McClure took many of the photos for the 1952 Kern County earthquake report written by Henry J. Degenkolb.

== Professional activities and awards ==
McClure was an early member of EERI, serving as EERI Secretary (1969 -1976), Director (1977–1979), and President (1987–1988). He was elected as an EERI honorary member in 1989. He was also a member of the Structural Engineers Association of California (Director 1963–1964, 1966–1967), Structural Engineers Association of Northern California (honorary member, Seismology Committee 1957-1959), American Society of Civil Engineers, American Concrete Institute, Seismological Society of America, Consulting Engineers Association of California, and International Conference of Building Officials.
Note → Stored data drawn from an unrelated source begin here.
use assert_cmd::prelude::*;
use predicates::prelude::*;
use std::fs;
use std::process::Command;
use tempfile::TempDir;

fn depwarden(dir: &TempDir) -> Command {
    let mut cmd = Command::new(assert_cmd::cargo::cargo_bin!("depwarden"));
    cmd.current_dir(dir.path())
        .env("DEPWARDEN_HOME_DIR", dir.path().join(".home"))
        .env_remove("DEPWARDEN_SUMMARY_OUTPUT_DIR")
        .env_remove("DEPWARDEN_URL")
        .env_remove("DEPWARDEN_ARTIFACTORY_URL")
        .env_remove("DEPWARDEN_XRAY_URL");
    cmd
}

#[test]
fn detect_lists_technologies_per_directory() {
    let tmp = TempDir::new().expect("tempdir");
    fs::write(tmp.path().join("package.json"), "{}").expect("write");
    fs::create_dir(tmp.path().join("svc")).expect("mkdir");
    fs::write(tmp.path().join("svc").join("go.mod"), "module example.com/svc\n").expect("write");

    depwarden(&tmp)
        .args(["detect", "--recursive"])
        .assert()
        .success()
        .stdout(predicate::str::contains("| npm "))
        .stdout(predicate::str::contains("| Go "))
        .stdout(predicate::str::contains("| svc "));

    depwarden(&tmp)
        .arg("detect")
        .assert()
        .success()
        .stdout(predicate::str::contains("| npm "))
        .stdout(predicate::str::contains("svc").not());
}

#[test]
fn detect_without_projects_is_a_noop_failure() {
    let tmp = TempDir::new().expect("tempdir");
    depwarden(&tmp).arg("detect").assert().code(2);
}

#[test]
fn curation_audit_requires_a_server_and_repo() {
    let tmp = TempDir::new().expect("tempdir");
    fs::write(tmp.path().join("package.json"), "{}").expect("write");

    depwarden(&tmp)
        .arg("curation-audit")
        .assert()
        .code(1)
        .stderr(predicate::str::contains("DEPWARDEN_URL"));

    depwarden(&tmp)
        .args(["curation-audit", "--url", "http://127.0.0.1:9"])
        .assert()
        .code(1)
        .stderr(predicate::str::contains("--repo"));
}

#[test]
fn curation_audit_rejects_scan_formats() {
    let tmp = TempDir::new().expect("tempdir");
    depwarden(&tmp)
        .args(["curation-audit", "--format", "sarif"])
        .assert()
        .code(1)
        .stderr(predicate::str::contains("not supported by curation-audit"));
}

#[test]
fn audit_requires_a_scan_service() {
    let tmp = TempDir::new().expect("tempdir");
    depwarden(&tmp)
        .arg("audit")
        .assert()
        .code(1)
        .stderr(predicate::str::contains("No scan service configured"));
}

#[test]
fn unknown_format_is_a_usage_error() {
    let tmp = TempDir::new().expect("tempdir");
    depwarden(&tmp)
        .args(["audit", "--format", "xml"])
        .assert()
        .failure()
        .stderr(predicate::str::contains("unsupported format 'xml'"));
}
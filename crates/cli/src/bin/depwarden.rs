use anyhow::Result;

#[tokio::main]
async fn main() -> Result<()> {
    let code = depwarden_cli::main_entry().await?;
    if code.code() != 0 {
        std::process::exit(code.code());
    }
    Ok(())
}
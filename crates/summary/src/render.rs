use crate::{MarkdownConfig, Result};
use std::path::PathBuf;

/// Turns the data files of one command store into a Markdown body.
///
/// The store never looks inside the blobs; each renderer owns its schema.
pub trait SummaryRenderer: Send + Sync {
    fn title(&self) -> String;

    /// `data_files` are in insertion order.
    fn render(&self, data_files: &[PathBuf], config: &MarkdownConfig) -> Result<String>;
}

/// Reads and parses one JSON data file, naming the file on failure.
pub fn read_json_file<T: serde::de::DeserializeOwned>(path: &std::path::Path) -> Result<T> {
    let raw = std::fs::read(path)?;
    serde_json::from_slice(&raw).map_err(|err| crate::SummaryError::Render {
        file: path.display().to_string(),
        reason: err.to_string(),
    })
}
He served as a member of the Working Group for Natural Phenomena Criteria of the General Design Criteria Planning Board, and the Natural Phenomena Hazards Panel of the Natural Phenomena Hazards Project for the U. S. Department of Energy (1985–1991). In 1990, he received the U.S. Department of Energy's Distinguished Associate Award in recognition of his 46 years of work reducing seismic hazards and for his leadership in the field.

He served on the Committee on Earthquake Engineering for the National Research Council (United States) (1985-1988), the Seismology Code Development Committee for the International Conference of Building Officials, and the Field Act Advisory Board for the California Office of the State Architect.